The ArchAndroid is filled with references to futuristic signposts such as Philip K. Dick and The Terminator, though its strongest ties connect back to the 1927 Fritz Lang film Metropolis, which gets a subtle nod from Monáe's cover art (via the cityscape that shoots straight out of her head). In Lang's silent-era masterpiece, captains of industry live in a futuristic city in the clouds, while the workers who keep their skyscraper lights humming toil underground. The elite city planner's son, possessed of a conscience after seeing ratty-clothed children tossed from his garden idyll, ventures into the depths and is horrified. He attempts to bridge the worlds but is frustrated in turn by his father, the workers, and the specter of technology that keeps the classes segregated. The film was mangled by Lang's producer soon after its premiere, and more than half an hour of the director's cut was long assumed lost. Then in 2008, 25 of Metropolis's missing minutes were discovered, as part of a 16-millimeter print, in an Argentine vault. A near-complete version of the film opened at New York's Film Forum in the weeks before the release of The ArchAndroid, while Monáe and her two co-writer/producers, Chuck Lightning and Nate Wonder, were also in town. The coincidence seemed as if it was trying to tell us something, so newsweek invited them all out to the movies. (Take that, boring record reviews!)

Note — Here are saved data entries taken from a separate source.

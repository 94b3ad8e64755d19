mod common;

use clap::Parser;
use common::utf8_tempdir;
use spplice_lib::commands::install::descriptor_from_arg;
use spplice_lib::commands::maintenance::merge;
use spplice_lib::commands::{Cli, Command};
use spplice_lib::config::AppPaths;
use std::fs;

#[test]
fn test_cli_parses_install_and_game_override() {
    let cli = Cli::parse_from(["spplice", "--game", "2", "install", "a.tar.xz", "b.json"]);
    assert_eq!(cli.game, Some(2));
    match cli.command {
        Command::Install { packages } => {
            let names: Vec<&str> = packages.iter().map(|p| p.as_str()).collect();
            assert_eq!(names, vec!["a.tar.xz", "b.json"]);
        }
        other => panic!("unexpected command {other:?}"),
    }

    assert!(Cli::try_parse_from(["spplice", "install"]).is_err());
}

#[test]
fn test_arguments_become_descriptors() {
    let (_tmp, root) = utf8_tempdir();

    let manifest = root.join("pkg.json");
    fs::write(&manifest, r#"{"title":"Demo","author":"me","file":"https://x/demo.tar.xz","args":["+map","x"]}"#).unwrap();
    let remote = descriptor_from_arg(&manifest).unwrap();
    assert_eq!(remote.title, "Demo");
    assert_eq!(remote.launch_args, vec!["+map", "x"]);
    assert!(!remote.is_local());

    let archive = root.join("local.tar.xz");
    fs::write(&archive, "x").unwrap();
    let local = descriptor_from_arg(&archive).unwrap();
    assert!(local.is_local());
    assert_eq!(local.title, "local");

    assert!(descriptor_from_arg(&root.join("missing.tar.xz")).is_err());
}

#[test]
fn test_merge_command_leaves_sources_intact() {
    let (_tmp, root) = utf8_tempdir();
    let paths = AppPaths {
        app_dir: root.join("app"),
        cache_dir: root.join("cache"),
    };

    let a = root.join("a");
    let b = root.join("b");
    fs::create_dir_all(a.join("cfg")).unwrap();
    fs::create_dir_all(b.join("cfg")).unwrap();
    fs::write(a.join("cfg/autoexec.cfg"), "sv_cheats 1").unwrap();
    fs::write(b.join("cfg/autoexec.cfg"), "sv_cheats 0\nfps_max 300").unwrap();

    let out = root.join("out");
    merge(&paths, &[a.clone(), b.clone()], &out).unwrap();

    assert_eq!(fs::read_to_string(out.join("cfg/autoexec.cfg")).unwrap(), "sv_cheats 1\nfps_max 300");
    assert!(a.join("cfg/autoexec.cfg").exists());
    assert!(b.join("cfg/autoexec.cfg").exists());
    assert!(!root.join("cache/merge").exists());
}
use derive_more::Display;

#[derive(Debug, Display, Clone, PartialEq)]
pub enum SError {
    #[display("You cannot install two packages at once!")]
    Busy,
    #[display("Failed to acquire package: {_0}")]
    Acquisition(String),
    #[display("Failed to launch game: {_0}")]
    Launch(String),
    #[display("Failed to link package content: {_0}")]
    Link(String),
    #[display("Sandbox violation: {_0}")]
    SandboxViolation(String),
    #[display("Invalid handle: {_0}")]
    InvalidHandle(String),
    #[display("Script error: {_0}")]
    Script(String),
    #[display("Timed out: {_0}")]
    Timeout(String),
    #[display("Installation cancelled")]
    Cancelled,
    #[display("{_0}")]
    ParseError(String),
    #[display("{_0}")]
    IOError(String),
    #[display("Unexpected error{}", _0.as_ref().map(|m| format!(": {m}")).unwrap_or_default())]
    Unexpected(Option<String>),
}

impl std::error::Error for SError {}

impl From<std::io::Error> for SError {
    fn from(e: std::io::Error) -> Self {
        SError::IOError(e.to_string())
    }
}

impl From<serde_json::Error> for SError {
    fn from(e: serde_json::Error) -> Self {
        SError::ParseError(e.to_string())
    }
}

impl From<toml::de::Error> for SError {
    fn from(e: toml::de::Error) -> Self {
        SError::ParseError(e.to_string())
    }
}

impl From<toml::ser::Error> for SError {
    fn from(e: toml::ser::Error) -> Self {
        SError::ParseError(e.to_string())
    }
}

impl From<confy::ConfyError> for SError {
    fn from(e: confy::ConfyError) -> Self {
        SError::ParseError(e.to_string())
    }
}

impl From<camino::FromPathBufError> for SError {
    fn from(e: camino::FromPathBufError) -> Self {
        SError::ParseError(format!("Invalid UTF-8 path: {}", e.as_path().display()))
    }
}

impl From<std::path::StripPrefixError> for SError {
    fn from(e: std::path::StripPrefixError) -> Self {
        SError::ParseError(e.to_string())
    }
}

impl From<mlua::Error> for SError {
    fn from(e: mlua::Error) -> Self {
        SError::Script(e.to_string())
    }
}

impl From<ureq::Error> for SError {
    fn from(e: ureq::Error) -> Self {
        SError::Acquisition(e.to_string())
    }
}

impl From<tungstenite::Error> for SError {
    fn from(e: tungstenite::Error) -> Self {
        SError::IOError(e.to_string())
    }
}
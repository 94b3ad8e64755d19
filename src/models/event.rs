use crate::models::session::InstallState;
use serde::Serialize;

/// Progress messages published by the orchestrator to whoever subscribed.
#[derive(Serialize, Clone, Debug, PartialEq)]
pub enum InstallEvent {
    StateChanged(InstallState),
    Failed(String),
    AutomationStarted,
    AutomationFinished { error: Option<String> },
}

Midway through Metropolis's opening "Prelude" section, it was clear that Monáe and her collaborators were clocking each new shot that fleshed out the film's grand, symphonic structure. In one formerly lost scene, a worker drone freed by the city planner's son fritters away his aboveground liberty at a casino. "This sequence is so important for our generation of black artists," Lightning leaned over to say, "because it's about what you do with your freedom after you're free." Once the film concluded—with its final title card, "The Mediator Between Head and Hands Must Be the Heart!," giving way to the credits—Monáe chimed in. "My mother was a janitor; I grew up working class," she said, before adding that she moved to Manhattan to study musical theater after high school. "So I know about both sides of that struggle, between the haves and the have-nots." Monáe's balancing act echoes not only Metropolis but also the lyrics of her own current single, "Tightrope," the hook of which commands: "Whether you're high or low/you gotta tip on the tightrope."

While it may be a little too neat to suggest Monáe found the heart that could connect her roots to her conservatory training in Atlanta's fertile music scene, that doesn't make it untrue. One of the city's most familiar voices crops up in a guest verse on "Tightrope" and receives a co-executive-producer credit for The ArchAndroid. Big Boi, from the rap duo Outkast, has been promoting Monáe in much the same way Diddy has: introducing her to new audiences but largely staying out of the group's way, creatively. There's no condescending to the marketplace on The Arch-Android, no fear that a highfalutin reference may push audiences past the point of alienation. To that end, it's an album whose liner notes offer hat-tips to the works of art that inspired each song. ("Sir Greendown" credits both Walt Disney and Salvador Dalí.) Toward the close of the album's penultimate song, "Say You'll Go," the pianist drops in a few bars of Clair de Lune, half a step below Debussy's original key. Instead of playing like a mishmash, it delivers a sincere emotional kick. Monáe isn't just mediating the class worlds—she's also doing something that tends to look impossible: making high art and pop talk to one another in a way that transcends gimmickry. The heart that's missing in pop music's other self-conscious provocateurs beats like a kick-drum on The ArchAndroid. Were Fritz Lang alive today, he'd not only be celebrating the rescue of his magnum opus—he'd also be tipping on Janelle Monáe's tightrope.